Stored data entries:
== == ==

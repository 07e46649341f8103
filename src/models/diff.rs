//! Diff records shared by the run diff and judge diff renderers

use serde::{Deserialize, Serialize};

/// Classification of a compared line
#[derive(Debug, Clone, Copy, PartialEq, Eq, Serialize, Deserialize)]
#[serde(rename_all = "snake_case")]
pub enum LineClass {
    /// Both sides match
    Equal,
    /// Both sides have differing content
    Differ,
    /// Content matches but the lines end differently
    EndOfLine,
    /// One side has unmatched trailing content
    Extra,
    /// Not a comparison line
    Plain,
}

impl LineClass {
    /// Whether this line marks a difference
    pub fn is_difference(&self) -> bool {
        !matches!(self, LineClass::Equal | LineClass::Plain)
    }

    /// CSS class used when the whole line is styled
    pub fn css_class(&self) -> Option<&'static str> {
        match self {
            LineClass::Equal => Some("correct"),
            LineClass::Differ => Some("differ"),
            LineClass::EndOfLine => Some("endline"),
            LineClass::Extra => Some("extra"),
            LineClass::Plain => None,
        }
    }
}

/// One rendered line of a run diff
#[derive(Debug, Clone, PartialEq, Eq, Serialize, Deserialize)]
pub struct DiffLine {
    /// 1-based line number
    pub line_number: usize,
    pub class: LineClass,
    /// Inline HTML markup for the line
    pub rendered: String,
}

/// The lines of a run diff shown around the differences
#[derive(Debug, Clone, Default, PartialEq, Eq, Serialize, Deserialize)]
pub struct DiffWindow {
    /// 0-based first and last shown line, `None` if nothing differs
    pub bounds: Option<(usize, usize)>,
    pub lines: Vec<DiffLine>,
    pub truncated_before: bool,
    pub truncated_after: bool,
    /// Number of line pairs that were compared
    pub compared_lines: usize,
}

impl DiffWindow {
    /// A window showing nothing
    pub fn empty(compared_lines: usize) -> Self {
        Self {
            compared_lines,
            ..Self::default()
        }
    }

    pub fn first_shown(&self) -> Option<usize> {
        self.bounds.map(|(first, _)| first)
    }

    pub fn last_shown(&self) -> Option<usize> {
        self.bounds.map(|(_, last)| last)
    }

    pub fn is_empty(&self) -> bool {
        self.lines.is_empty()
    }

    /// Number of shown lines that differ
    pub fn differing_lines(&self) -> usize {
        self.lines.iter().filter(|l| l.class.is_difference()).count()
    }
}

/// One body line of a judge-produced diff report
#[derive(Debug, Clone, PartialEq, Eq, Serialize, Deserialize)]
pub struct JudgeDiffLine {
    /// Line number column, as printed
    pub label: String,
    pub class: LineClass,
    /// Raw line body (team output, marker, reference output)
    pub body: String,
}

/// A judge-produced diff report
#[derive(Debug, Clone, PartialEq, Eq, Serialize, Deserialize)]
pub struct JudgeDiff {
    /// First differing line announced in the header
    pub first_difference: i64,
    pub header: String,
    /// Column legend (`team ? reference`), if present
    pub legend: Option<String>,
    pub lines: Vec<JudgeDiffLine>,
}
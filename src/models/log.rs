//! Interactive log records

use serde::{Deserialize, Serialize};

/// One frame of an interactive log
#[derive(Debug, Clone, PartialEq, Eq, Serialize, Deserialize)]
pub struct LogEntry {
    /// Timestamp field as written by the judge
    pub timestamp: String,
    /// Whether the validator (rather than the submission) wrote this payload
    pub is_validator_side: bool,
    /// Raw payload text, not escaped
    pub text: String,
}

/// A parsed interactive log
#[derive(Debug, Clone, Default, PartialEq, Eq, Serialize, Deserialize)]
pub struct InteractiveLog {
    /// Frames in input order
    pub entries: Vec<LogEntry>,
    /// Truncation marker found at the end of the input, if any
    pub truncation_notice: Option<String>,
}

impl InteractiveLog {
    /// Entries written by the validator
    pub fn validator_entries(&self) -> impl Iterator<Item = &LogEntry> {
        self.entries.iter().filter(|e| e.is_validator_side)
    }

    /// Entries written by the submission
    pub fn submission_entries(&self) -> impl Iterator<Item = &LogEntry> {
        self.entries.iter().filter(|e| !e.is_validator_side)
    }

    pub fn is_truncated(&self) -> bool {
        self.truncation_notice.is_some()
    }
}
//! Unified diff rendering for submission source comparisons

use crate::utils::html::escape;

/// Render a unified diff, styling added and deleted lines
///
/// Processing ends at the first empty line. Every line is escaped and
/// terminated with a newline.
pub fn format_unified_diff(diff_text: &str) -> String {
    let mut html = String::new();

    for raw_line in diff_text.split('\n') {
        let line = raw_line.trim_matches(|c| c == '\r' || c == '\n');
        if line.is_empty() {
            break;
        }
        let styled = match line.as_bytes()[0] {
            b'-' => format!("<span class='diff-del'>{}</span>", escape(line)),
            b'+' => format!("<span class='diff-add'>{}</span>", escape(line)),
            _ => escape(line),
        };
        html.push_str(&styled);
        html.push('\n');
    }

    html
}
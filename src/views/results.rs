//! Judging results, host statuses and test case badges

use serde::{Deserialize, Serialize};

use crate::constants::{RESULT_CORRECT, statuses};
use crate::models::TestcaseRun;
use crate::utils::html::escape;

/// Status reported for a judgehost or team connection
#[derive(Debug, Clone, Copy, PartialEq, Eq, Serialize, Deserialize)]
#[serde(rename_all = "snake_case")]
pub enum StatusLevel {
    NoConnection,
    Critical,
    Warning,
    Ok,
}

impl StatusLevel {
    /// Parse the short status string (`noconn`, `crit`, `warn`, `ok`)
    pub fn from_status(status: &str) -> Option<Self> {
        match status {
            statuses::NO_CONNECTION => Some(StatusLevel::NoConnection),
            statuses::CRITICAL => Some(StatusLevel::Critical),
            statuses::WARNING => Some(StatusLevel::Warning),
            statuses::OK => Some(StatusLevel::Ok),
            _ => None,
        }
    }

    pub fn css_class(&self) -> &'static str {
        match self {
            StatusLevel::NoConnection => "text-muted",
            StatusLevel::Critical => "text-danger",
            StatusLevel::Warning => "text-warning",
            StatusLevel::Ok => "text-success",
        }
    }

    /// Font Awesome icon name
    pub fn icon(&self) -> &'static str {
        match self {
            StatusLevel::NoConnection => "question",
            StatusLevel::Critical => "times",
            StatusLevel::Warning => "exclamation",
            StatusLevel::Ok => "check",
        }
    }
}

/// CSS class for a status string; empty for unknown statuses
pub fn status_class(status: &str) -> &'static str {
    StatusLevel::from_status(status).map_or("", |s| s.css_class())
}

/// Icon markup for a status string; unknown statuses are printed as text
pub fn status_icon(status: &str) -> String {
    match StatusLevel::from_status(status) {
        Some(status) => format!(r#"<i class="fas fa-{}-circle"></i>"#, status.icon()),
        None => escape(status),
    }
}

/// Print a judging result as a styled label
///
/// Results still being judged show as `pending` to teams; the jury sees
/// `judging` or `queued`. Invalid submissions are always greyed out.
pub fn print_result(result: Option<&str>, valid: bool, jury: bool) -> String {
    let result = result.filter(|r| !r.is_empty()).unwrap_or("judging");
    let (label, style) = match result {
        "too-late" => (result, "sol_queued"),
        "judging" | "queued" => (if jury { result } else { "pending" }, "sol_queued"),
        RESULT_CORRECT => (result, "sol_correct"),
        _ => (result, "sol_incorrect"),
    };
    format!(
        r#"<span class="sol {}">{}</span>"#,
        if valid { style } else { "disabled" },
        escape(label)
    )
}

/// Bootstrap style of a test case badge
#[derive(Debug, Clone, Copy, PartialEq, Eq)]
pub enum BadgeStyle {
    /// Passed
    Success,
    /// Judged with any other result
    Danger,
    /// Not judged yet, judging still running
    Primary,
    /// Not judged, judging finished without running it
    Secondary,
}

impl BadgeStyle {
    pub fn as_str(&self) -> &'static str {
        match self {
            BadgeStyle::Success => "success",
            BadgeStyle::Danger => "danger",
            BadgeStyle::Primary => "primary",
            BadgeStyle::Secondary => "secondary",
        }
    }
}

/// Badge style and text for a single run
pub fn run_badge(run: &TestcaseRun, submission_done: bool) -> (BadgeStyle, String) {
    match run.result.as_deref() {
        Some(RESULT_CORRECT) => (BadgeStyle::Success, "\u{2713}".to_string()),
        Some(result) => (
            BadgeStyle::Danger,
            result.chars().next().map(String::from).unwrap_or_default(),
        ),
        None if submission_done => (BadgeStyle::Secondary, "?".to_string()),
        None => (BadgeStyle::Primary, "?".to_string()),
    }
}

fn badge_markup(style: BadgeStyle, text: &str, title: Option<&str>) -> String {
    match title {
        Some(title) => format!(
            r#"<span class="badge badge-{} badge-testcase" title="{}">{}</span>"#,
            style.as_str(),
            title,
            escape(text)
        ),
        None => format!(
            r#"<span class="badge badge-{} badge-testcase">{}</span>"#,
            style.as_str(),
            escape(text)
        ),
    }
}

/// Compact strip of badges, one per test case, in the given order
pub fn testcase_results(runs: &[TestcaseRun], submission_done: bool) -> String {
    runs.iter()
        .enumerate()
        .map(|(index, run)| {
            let (style, text) = run_badge(run, submission_done);
            let title = match run.description.as_deref().filter(|d| !d.is_empty()) {
                Some(description) => format!("Run {}: {}", index + 1, escape(description)),
                None => format!("Run {}", index + 1),
            };
            badge_markup(style, &text, Some(&title))
        })
        .collect()
}

/// Badges linking to the per-run details further down the page
///
/// Links to correct runs also reveal the (by default hidden) correct runs.
pub fn display_testcase_results(runs: &[TestcaseRun], submission_done: bool) -> String {
    let mut html = String::new();
    for run in runs {
        let (style, text) = run_badge(run, submission_done);
        let mut title = format!(
            "#{}, desc: {}",
            run.rank,
            escape(run.description.as_deref().unwrap_or_default())
        );
        if let Some(result) = &run.result {
            let runtime = run.runtime.map(|r| r.to_string()).unwrap_or_default();
            title.push_str(&format!(", runtime: {}s, result: {}", runtime, escape(result)));
        }
        let onclick = if run.is_correct() {
            r#" onclick="display_correctruns(true);""#
        } else {
            ""
        };
        html.push_str(&format!(
            r##"<a title="{}" href="#run-{}"{}>{}</a>"##,
            title,
            run.rank,
            onclick,
            badge_markup(style, &text, None)
        ));
    }
    html
}

#[cfg(test)]
mod tests {
    use super::*;

    fn run(rank: u32, result: Option<&str>, description: Option<&str>) -> TestcaseRun {
        TestcaseRun {
            rank,
            description: description.map(str::to_string),
            result: result.map(str::to_string),
            runtime: result.map(|_| 0.25),
        }
    }

    #[test]
    fn test_status_helpers() {
        assert_eq!(status_class("crit"), "text-danger");
        assert_eq!(status_class("bogus"), "");
        assert_eq!(status_icon("ok"), r#"<i class="fas fa-check-circle"></i>"#);
        assert_eq!(status_icon("noconn"), r#"<i class="fas fa-question-circle"></i>"#);
        assert_eq!(status_icon("<b>"), "&lt;b&gt;");
    }

    #[test]
    fn test_print_result() {
        assert_eq!(
            print_result(Some("correct"), true, false),
            r#"<span class="sol sol_correct">correct</span>"#
        );
        assert_eq!(
            print_result(Some("wrong-answer"), true, true),
            r#"<span class="sol sol_incorrect">wrong-answer</span>"#
        );
        assert_eq!(
            print_result(None, true, false),
            r#"<span class="sol sol_queued">pending</span>"#
        );
        assert_eq!(
            print_result(Some(""), true, true),
            r#"<span class="sol sol_queued">judging</span>"#
        );
        assert_eq!(
            print_result(Some("queued"), false, true),
            r#"<span class="sol disabled">queued</span>"#
        );
        assert_eq!(
            print_result(Some("too-late"), true, false),
            r#"<span class="sol sol_queued">too-late</span>"#
        );
    }

    #[test]
    fn test_testcase_results() {
        let runs = vec![
            run(1, Some("correct"), Some("sample")),
            run(2, Some("wrong-answer"), None),
            run(3, None, Some("a < b")),
        ];
        let html = testcase_results(&runs, false);
        assert_eq!(
            html,
            concat!(
                r#"<span class="badge badge-success badge-testcase" title="Run 1: sample">✓</span>"#,
                r#"<span class="badge badge-danger badge-testcase" title="Run 2">w</span>"#,
                r#"<span class="badge badge-primary badge-testcase" title="Run 3: a &lt; b">?</span>"#,
            )
        );
        assert!(testcase_results(&runs, true).contains("badge-secondary"));
    }

    #[test]
    fn test_display_testcase_results() {
        let runs = vec![run(1, Some("correct"), Some("sample")), run(2, None, None)];
        let html = display_testcase_results(&runs, true);
        assert!(html.starts_with(
            r##"<a title="#1, desc: sample, runtime: 0.25s, result: correct" href="#run-1" onclick="display_correctruns(true);">"##
        ));
        assert!(html.contains(
            r##"<a title="#2, desc: " href="#run-2"><span class="badge badge-secondary badge-testcase">?</span></a>"##
        ));
    }
}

== == ==

What the exercise asks: Reply with the lines from the first line of the entries through the line that contains "pub fn is_difference(&self)", repeated exactly with both ends kept, and with nothing else.

Worked solution:
repository 07e46649341f8103
filename src/models/diff.rs
//! Diff records shared by the run diff and judge diff renderers

use serde::{Deserialize, Serialize};

/// Classification of a compared line
#[derive(Debug, Clone, Copy, PartialEq, Eq, Serialize, Deserialize)]
#[serde(rename_all = "snake_case")]
pub enum LineClass {
    /// Both sides match
    Equal,
    /// Both sides have differing content
    Differ,
    /// Content matches but the lines end differently
    EndOfLine,
    /// One side has unmatched trailing content
    Extra,
    /// Not a comparison line
    Plain,
}

impl LineClass {
    /// Whether this line marks a difference
    pub fn is_difference(&self) -> bool {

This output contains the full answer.